Exercise goal
Report, from the records below, every line where the word "Debug" appears.

(Saved entries)
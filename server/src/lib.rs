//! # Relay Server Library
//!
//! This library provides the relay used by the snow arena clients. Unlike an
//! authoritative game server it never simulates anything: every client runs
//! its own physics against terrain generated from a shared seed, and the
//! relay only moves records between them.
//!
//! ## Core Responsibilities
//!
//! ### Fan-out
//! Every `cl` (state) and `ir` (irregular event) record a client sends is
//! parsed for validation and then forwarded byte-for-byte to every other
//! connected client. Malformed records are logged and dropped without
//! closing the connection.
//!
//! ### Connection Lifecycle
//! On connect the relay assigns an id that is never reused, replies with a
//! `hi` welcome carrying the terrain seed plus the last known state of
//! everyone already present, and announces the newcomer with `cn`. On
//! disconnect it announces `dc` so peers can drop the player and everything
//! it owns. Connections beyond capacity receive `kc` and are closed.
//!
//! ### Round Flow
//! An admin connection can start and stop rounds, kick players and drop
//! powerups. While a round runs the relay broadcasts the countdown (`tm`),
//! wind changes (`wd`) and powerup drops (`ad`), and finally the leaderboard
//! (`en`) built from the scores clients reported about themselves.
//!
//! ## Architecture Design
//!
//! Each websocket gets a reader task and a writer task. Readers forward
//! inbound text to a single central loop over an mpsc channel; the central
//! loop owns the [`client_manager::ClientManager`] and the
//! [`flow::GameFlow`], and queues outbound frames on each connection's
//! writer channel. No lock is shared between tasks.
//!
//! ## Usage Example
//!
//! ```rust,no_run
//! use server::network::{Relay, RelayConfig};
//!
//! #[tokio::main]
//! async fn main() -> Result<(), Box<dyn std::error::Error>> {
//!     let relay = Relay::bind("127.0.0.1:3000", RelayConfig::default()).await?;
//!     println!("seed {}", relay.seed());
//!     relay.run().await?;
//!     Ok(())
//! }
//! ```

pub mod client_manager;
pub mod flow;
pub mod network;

...

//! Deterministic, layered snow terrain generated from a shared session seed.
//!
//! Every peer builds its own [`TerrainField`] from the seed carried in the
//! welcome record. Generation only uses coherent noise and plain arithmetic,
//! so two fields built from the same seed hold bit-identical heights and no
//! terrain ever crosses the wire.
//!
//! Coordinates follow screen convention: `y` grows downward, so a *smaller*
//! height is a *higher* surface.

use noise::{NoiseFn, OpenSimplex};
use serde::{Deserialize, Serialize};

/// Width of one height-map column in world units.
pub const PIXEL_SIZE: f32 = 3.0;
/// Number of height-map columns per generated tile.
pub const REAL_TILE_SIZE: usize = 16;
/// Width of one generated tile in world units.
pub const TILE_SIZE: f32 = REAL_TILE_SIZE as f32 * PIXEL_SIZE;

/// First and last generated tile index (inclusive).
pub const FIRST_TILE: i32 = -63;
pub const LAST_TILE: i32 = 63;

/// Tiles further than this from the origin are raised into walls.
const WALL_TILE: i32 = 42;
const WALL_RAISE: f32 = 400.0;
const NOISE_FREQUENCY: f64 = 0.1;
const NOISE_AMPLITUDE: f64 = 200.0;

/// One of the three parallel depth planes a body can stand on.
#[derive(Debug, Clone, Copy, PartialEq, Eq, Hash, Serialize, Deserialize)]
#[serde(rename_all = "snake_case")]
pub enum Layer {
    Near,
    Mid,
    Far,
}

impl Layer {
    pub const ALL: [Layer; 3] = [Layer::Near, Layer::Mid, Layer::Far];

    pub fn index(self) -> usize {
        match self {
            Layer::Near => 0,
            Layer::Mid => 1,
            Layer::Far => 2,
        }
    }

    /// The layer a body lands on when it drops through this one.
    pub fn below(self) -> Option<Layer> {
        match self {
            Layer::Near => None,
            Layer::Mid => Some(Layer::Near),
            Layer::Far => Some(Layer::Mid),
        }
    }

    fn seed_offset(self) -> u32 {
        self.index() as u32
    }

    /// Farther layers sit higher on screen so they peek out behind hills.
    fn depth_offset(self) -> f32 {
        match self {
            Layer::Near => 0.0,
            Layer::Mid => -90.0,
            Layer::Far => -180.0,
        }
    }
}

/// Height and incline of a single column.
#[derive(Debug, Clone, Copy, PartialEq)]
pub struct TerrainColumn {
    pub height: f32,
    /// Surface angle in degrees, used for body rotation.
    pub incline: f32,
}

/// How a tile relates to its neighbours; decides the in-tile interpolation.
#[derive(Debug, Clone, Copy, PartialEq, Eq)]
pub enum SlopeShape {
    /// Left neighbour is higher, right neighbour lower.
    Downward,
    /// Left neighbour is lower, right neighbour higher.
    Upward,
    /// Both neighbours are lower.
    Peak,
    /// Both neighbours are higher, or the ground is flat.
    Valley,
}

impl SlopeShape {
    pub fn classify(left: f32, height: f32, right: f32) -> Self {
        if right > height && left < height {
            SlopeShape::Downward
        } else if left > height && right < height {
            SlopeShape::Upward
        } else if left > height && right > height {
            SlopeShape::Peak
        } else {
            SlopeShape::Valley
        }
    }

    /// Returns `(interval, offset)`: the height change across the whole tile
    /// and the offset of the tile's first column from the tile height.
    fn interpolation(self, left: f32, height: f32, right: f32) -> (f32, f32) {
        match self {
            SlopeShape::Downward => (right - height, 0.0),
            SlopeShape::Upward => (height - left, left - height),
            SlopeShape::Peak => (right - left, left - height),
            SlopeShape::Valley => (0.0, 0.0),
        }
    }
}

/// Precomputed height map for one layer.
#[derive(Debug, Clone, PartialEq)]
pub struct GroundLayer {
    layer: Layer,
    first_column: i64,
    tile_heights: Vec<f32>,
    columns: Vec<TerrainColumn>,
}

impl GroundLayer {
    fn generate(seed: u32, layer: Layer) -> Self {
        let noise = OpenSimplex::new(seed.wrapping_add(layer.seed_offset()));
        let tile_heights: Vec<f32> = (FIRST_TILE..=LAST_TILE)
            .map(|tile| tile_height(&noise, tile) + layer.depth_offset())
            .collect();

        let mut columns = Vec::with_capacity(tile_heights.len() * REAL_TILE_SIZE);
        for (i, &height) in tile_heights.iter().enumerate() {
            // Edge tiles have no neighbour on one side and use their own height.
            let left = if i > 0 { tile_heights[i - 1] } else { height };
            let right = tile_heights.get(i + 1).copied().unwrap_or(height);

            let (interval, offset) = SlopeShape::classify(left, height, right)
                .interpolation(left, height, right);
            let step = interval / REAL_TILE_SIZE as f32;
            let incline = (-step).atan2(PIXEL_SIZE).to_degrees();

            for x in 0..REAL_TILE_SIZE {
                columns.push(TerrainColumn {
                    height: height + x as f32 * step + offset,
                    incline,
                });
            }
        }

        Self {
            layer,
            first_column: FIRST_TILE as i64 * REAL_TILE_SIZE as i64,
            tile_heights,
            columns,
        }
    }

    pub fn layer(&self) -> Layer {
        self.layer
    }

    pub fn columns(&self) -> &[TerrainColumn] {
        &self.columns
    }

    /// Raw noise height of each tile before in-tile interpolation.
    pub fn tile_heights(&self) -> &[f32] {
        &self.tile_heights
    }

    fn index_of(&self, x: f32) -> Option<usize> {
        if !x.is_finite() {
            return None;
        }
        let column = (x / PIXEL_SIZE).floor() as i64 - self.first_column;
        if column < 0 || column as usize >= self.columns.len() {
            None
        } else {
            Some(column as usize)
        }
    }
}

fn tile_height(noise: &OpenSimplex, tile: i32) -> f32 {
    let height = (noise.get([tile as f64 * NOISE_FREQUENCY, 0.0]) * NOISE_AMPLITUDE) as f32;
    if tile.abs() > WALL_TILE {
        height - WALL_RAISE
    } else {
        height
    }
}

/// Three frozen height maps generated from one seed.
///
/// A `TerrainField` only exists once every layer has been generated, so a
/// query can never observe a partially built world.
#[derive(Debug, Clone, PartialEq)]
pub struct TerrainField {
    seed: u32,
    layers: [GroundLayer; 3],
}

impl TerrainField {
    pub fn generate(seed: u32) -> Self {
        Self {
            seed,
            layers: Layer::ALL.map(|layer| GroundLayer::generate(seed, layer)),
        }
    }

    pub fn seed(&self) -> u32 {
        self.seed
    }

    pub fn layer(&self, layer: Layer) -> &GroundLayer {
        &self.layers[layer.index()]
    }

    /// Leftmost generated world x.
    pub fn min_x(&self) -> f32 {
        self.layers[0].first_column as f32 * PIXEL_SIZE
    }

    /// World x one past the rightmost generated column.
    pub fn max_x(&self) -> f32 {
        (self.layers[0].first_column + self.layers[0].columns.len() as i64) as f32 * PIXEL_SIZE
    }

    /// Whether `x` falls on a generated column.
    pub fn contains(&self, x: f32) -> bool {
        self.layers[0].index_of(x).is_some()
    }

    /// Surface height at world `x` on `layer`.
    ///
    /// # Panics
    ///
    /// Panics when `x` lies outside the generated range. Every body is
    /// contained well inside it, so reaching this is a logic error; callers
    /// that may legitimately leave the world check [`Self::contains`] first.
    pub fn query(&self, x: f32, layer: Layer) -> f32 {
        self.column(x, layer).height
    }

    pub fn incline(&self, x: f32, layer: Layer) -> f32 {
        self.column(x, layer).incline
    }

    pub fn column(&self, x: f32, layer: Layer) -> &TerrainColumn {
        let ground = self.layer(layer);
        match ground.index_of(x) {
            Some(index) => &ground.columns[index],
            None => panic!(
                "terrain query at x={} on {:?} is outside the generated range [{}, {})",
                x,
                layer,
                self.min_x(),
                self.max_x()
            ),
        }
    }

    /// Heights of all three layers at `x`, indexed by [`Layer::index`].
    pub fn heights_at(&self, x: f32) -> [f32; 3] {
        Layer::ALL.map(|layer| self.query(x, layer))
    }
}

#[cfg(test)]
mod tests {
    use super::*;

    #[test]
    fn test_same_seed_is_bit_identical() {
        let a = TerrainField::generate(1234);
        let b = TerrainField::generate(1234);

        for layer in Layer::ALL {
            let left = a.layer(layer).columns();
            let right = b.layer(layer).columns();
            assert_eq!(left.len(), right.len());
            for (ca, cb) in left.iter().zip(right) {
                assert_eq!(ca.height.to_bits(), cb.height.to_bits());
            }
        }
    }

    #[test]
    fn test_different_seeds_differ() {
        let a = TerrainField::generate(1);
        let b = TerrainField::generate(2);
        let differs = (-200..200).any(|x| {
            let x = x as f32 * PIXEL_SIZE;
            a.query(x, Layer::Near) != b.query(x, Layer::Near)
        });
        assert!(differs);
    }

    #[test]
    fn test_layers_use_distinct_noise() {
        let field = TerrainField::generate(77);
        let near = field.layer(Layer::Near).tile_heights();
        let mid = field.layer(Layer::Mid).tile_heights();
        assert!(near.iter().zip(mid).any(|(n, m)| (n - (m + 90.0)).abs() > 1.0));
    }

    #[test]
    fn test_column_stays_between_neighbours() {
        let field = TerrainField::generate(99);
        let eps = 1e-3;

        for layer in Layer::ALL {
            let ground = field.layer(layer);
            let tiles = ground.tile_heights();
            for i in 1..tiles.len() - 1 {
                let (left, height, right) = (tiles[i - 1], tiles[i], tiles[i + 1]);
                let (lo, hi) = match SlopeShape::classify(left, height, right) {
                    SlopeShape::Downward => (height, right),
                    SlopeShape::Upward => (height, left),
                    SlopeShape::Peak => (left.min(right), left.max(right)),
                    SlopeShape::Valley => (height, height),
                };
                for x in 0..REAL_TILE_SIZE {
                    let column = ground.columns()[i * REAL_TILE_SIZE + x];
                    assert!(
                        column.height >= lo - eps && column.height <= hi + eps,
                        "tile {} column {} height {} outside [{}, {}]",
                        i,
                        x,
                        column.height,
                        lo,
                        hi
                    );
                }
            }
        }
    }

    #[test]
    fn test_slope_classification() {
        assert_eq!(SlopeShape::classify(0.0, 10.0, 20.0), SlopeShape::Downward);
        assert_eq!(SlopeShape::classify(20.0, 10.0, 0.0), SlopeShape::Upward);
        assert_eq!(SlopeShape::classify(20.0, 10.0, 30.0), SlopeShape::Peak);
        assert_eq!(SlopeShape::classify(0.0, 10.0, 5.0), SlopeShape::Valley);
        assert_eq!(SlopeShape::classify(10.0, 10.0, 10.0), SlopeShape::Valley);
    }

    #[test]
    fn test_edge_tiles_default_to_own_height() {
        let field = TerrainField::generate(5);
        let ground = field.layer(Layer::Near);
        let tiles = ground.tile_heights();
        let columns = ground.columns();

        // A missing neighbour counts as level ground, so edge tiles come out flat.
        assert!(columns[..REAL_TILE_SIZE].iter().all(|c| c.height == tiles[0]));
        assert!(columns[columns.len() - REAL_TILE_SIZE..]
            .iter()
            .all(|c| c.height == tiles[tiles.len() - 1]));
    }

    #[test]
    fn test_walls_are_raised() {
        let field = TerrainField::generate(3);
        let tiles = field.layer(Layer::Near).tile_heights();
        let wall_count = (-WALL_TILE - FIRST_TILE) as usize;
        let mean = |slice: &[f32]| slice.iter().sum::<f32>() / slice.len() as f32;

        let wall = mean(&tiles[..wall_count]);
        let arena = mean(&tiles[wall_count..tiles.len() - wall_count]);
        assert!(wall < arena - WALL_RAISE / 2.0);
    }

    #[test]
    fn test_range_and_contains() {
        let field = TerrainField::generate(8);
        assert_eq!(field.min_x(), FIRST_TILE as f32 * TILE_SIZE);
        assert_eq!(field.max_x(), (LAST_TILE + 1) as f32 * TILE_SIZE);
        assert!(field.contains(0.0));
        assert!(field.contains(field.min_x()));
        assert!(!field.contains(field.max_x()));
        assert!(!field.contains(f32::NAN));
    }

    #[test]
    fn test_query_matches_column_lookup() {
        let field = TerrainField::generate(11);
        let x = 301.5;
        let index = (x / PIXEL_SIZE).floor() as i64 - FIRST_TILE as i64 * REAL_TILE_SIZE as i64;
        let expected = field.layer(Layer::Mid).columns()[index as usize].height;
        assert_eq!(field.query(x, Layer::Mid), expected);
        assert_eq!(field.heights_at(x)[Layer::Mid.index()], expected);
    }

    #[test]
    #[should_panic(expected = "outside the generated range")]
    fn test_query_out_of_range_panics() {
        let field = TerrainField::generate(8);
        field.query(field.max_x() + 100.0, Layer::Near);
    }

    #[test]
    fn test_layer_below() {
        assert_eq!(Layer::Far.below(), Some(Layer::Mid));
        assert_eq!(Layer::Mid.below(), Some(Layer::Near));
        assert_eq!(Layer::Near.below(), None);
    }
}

...

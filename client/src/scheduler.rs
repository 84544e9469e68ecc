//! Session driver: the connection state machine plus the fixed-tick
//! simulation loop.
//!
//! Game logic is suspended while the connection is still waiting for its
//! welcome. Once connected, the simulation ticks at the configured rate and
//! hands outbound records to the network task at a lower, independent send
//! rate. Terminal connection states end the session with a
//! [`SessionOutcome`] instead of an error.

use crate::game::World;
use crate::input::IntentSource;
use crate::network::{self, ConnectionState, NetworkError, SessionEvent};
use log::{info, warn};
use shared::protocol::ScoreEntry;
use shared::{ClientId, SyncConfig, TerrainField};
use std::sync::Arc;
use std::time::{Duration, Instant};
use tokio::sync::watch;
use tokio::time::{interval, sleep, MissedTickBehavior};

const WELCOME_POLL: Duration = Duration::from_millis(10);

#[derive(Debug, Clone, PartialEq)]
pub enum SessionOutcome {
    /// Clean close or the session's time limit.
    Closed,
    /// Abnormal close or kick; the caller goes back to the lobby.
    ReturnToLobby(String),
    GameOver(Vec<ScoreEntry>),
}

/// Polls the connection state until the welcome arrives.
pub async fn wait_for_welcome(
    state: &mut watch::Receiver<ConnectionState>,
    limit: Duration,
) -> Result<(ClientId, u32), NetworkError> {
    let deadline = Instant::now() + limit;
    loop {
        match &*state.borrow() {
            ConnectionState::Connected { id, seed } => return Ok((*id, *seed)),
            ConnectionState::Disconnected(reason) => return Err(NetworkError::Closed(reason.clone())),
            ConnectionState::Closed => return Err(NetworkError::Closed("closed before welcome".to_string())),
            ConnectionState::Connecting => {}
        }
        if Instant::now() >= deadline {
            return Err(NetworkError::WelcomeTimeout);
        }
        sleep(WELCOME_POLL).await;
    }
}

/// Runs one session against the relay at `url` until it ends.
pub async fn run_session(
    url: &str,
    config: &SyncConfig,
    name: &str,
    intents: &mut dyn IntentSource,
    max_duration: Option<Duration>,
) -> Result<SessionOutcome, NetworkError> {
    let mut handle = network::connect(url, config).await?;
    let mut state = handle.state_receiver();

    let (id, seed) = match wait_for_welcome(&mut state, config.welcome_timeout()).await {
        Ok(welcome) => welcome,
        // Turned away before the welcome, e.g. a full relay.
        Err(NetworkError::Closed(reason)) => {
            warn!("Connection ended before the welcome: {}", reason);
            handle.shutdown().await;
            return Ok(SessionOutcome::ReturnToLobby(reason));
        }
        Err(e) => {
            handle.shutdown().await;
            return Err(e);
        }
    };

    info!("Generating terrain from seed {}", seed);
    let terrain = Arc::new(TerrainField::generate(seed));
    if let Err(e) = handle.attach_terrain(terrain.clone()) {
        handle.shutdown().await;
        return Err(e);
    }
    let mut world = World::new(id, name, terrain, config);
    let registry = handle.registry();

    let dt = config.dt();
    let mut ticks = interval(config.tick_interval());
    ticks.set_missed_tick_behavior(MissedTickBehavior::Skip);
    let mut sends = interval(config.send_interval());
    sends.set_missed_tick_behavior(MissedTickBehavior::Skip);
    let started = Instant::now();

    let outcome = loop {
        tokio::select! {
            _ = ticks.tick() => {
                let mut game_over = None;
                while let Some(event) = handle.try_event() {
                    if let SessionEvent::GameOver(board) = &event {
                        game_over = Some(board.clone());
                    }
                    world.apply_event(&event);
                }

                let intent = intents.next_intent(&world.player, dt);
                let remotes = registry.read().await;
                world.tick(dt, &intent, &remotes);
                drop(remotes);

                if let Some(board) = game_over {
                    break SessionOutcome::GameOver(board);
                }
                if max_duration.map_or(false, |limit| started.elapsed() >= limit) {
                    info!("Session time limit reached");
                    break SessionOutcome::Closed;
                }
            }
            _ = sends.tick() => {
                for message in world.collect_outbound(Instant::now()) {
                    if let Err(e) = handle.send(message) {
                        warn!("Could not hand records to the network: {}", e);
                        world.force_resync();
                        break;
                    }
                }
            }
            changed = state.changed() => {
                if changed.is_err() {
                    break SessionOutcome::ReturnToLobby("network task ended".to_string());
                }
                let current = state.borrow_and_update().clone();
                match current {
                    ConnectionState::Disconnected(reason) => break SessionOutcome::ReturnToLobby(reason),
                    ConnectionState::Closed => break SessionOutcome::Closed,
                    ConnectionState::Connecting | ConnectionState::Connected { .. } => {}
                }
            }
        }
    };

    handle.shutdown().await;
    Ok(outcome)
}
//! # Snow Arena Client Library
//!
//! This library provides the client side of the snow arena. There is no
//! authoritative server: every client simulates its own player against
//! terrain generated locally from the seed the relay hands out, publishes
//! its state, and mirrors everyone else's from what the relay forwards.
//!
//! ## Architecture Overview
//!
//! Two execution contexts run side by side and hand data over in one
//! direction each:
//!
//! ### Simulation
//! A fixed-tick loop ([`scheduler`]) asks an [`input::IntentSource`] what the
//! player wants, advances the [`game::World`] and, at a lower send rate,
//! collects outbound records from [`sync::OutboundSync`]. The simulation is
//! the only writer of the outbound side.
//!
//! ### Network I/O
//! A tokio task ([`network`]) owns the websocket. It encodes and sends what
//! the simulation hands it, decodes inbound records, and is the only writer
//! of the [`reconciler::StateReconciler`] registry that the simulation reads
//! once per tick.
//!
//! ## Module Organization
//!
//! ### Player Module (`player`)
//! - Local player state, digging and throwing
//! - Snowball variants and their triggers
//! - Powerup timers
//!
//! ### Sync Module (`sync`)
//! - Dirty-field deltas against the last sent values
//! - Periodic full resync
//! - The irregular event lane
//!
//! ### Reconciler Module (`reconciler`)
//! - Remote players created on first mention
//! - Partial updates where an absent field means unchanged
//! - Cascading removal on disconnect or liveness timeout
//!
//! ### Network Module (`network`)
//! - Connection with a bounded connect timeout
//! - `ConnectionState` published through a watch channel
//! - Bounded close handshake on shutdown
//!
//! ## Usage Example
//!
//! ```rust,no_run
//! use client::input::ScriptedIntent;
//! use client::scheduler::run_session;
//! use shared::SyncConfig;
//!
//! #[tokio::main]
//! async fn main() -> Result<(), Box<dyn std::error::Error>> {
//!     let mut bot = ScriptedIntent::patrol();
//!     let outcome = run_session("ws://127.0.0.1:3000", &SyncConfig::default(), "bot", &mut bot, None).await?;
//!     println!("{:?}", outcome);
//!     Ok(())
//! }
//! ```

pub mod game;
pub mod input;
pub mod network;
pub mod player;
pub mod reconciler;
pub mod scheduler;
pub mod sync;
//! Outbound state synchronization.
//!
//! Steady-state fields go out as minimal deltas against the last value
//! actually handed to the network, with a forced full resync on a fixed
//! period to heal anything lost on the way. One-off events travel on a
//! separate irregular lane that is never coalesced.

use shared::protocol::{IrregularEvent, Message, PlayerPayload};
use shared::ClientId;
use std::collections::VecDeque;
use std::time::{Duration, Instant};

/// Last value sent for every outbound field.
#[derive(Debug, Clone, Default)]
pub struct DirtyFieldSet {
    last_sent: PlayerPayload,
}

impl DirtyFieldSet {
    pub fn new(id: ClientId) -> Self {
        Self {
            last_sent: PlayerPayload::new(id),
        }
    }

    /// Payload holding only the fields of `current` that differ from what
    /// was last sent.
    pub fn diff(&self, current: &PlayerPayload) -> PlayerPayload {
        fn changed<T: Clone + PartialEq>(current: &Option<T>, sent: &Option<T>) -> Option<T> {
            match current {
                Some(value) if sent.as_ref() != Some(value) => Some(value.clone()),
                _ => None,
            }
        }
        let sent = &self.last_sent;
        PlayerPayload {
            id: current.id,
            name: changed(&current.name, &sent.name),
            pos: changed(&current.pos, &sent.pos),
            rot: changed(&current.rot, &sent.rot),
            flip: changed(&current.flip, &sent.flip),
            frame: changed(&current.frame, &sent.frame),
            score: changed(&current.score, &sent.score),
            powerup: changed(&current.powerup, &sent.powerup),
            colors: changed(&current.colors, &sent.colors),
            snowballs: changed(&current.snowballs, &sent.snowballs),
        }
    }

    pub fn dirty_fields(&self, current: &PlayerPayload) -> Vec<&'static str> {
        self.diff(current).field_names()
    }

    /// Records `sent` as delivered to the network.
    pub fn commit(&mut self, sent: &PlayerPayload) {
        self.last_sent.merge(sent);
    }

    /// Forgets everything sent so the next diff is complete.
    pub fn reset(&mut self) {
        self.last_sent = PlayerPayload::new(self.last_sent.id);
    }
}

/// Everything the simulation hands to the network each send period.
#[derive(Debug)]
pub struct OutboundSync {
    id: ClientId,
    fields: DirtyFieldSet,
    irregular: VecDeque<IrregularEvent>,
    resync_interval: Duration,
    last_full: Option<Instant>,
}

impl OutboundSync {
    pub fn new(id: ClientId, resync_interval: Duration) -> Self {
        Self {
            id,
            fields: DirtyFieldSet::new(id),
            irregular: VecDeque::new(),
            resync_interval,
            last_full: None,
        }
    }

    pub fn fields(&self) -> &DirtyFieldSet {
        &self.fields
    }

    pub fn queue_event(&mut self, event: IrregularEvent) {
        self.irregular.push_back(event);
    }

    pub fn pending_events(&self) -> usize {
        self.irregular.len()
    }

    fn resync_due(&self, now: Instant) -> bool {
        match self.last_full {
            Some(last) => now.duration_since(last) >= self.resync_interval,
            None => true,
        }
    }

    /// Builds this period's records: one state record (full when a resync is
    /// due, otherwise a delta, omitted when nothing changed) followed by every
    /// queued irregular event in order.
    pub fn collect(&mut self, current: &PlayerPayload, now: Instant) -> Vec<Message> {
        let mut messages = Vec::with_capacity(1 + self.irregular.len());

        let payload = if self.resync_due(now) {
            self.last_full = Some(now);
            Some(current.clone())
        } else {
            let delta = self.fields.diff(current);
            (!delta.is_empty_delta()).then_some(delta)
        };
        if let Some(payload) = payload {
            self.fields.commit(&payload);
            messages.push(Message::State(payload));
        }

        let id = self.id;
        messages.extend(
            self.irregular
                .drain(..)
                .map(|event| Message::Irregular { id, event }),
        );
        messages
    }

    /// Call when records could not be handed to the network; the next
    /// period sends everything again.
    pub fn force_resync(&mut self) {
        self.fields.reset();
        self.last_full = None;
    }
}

Answer to this problem
#[derive(Debug, Clone, Copy, PartialEq, Eq, Hash, Serialize, Deserialize)]
#[derive(Debug, Clone, Copy, PartialEq)]
#[derive(Debug, Clone, Copy, PartialEq, Eq)]
#[derive(Debug, Clone, PartialEq)]
#[derive(Debug, Clone, PartialEq)]
#[derive(Debug, Clone, PartialEq)]
#[derive(Debug, Clone, Default)]
#[derive(Debug)]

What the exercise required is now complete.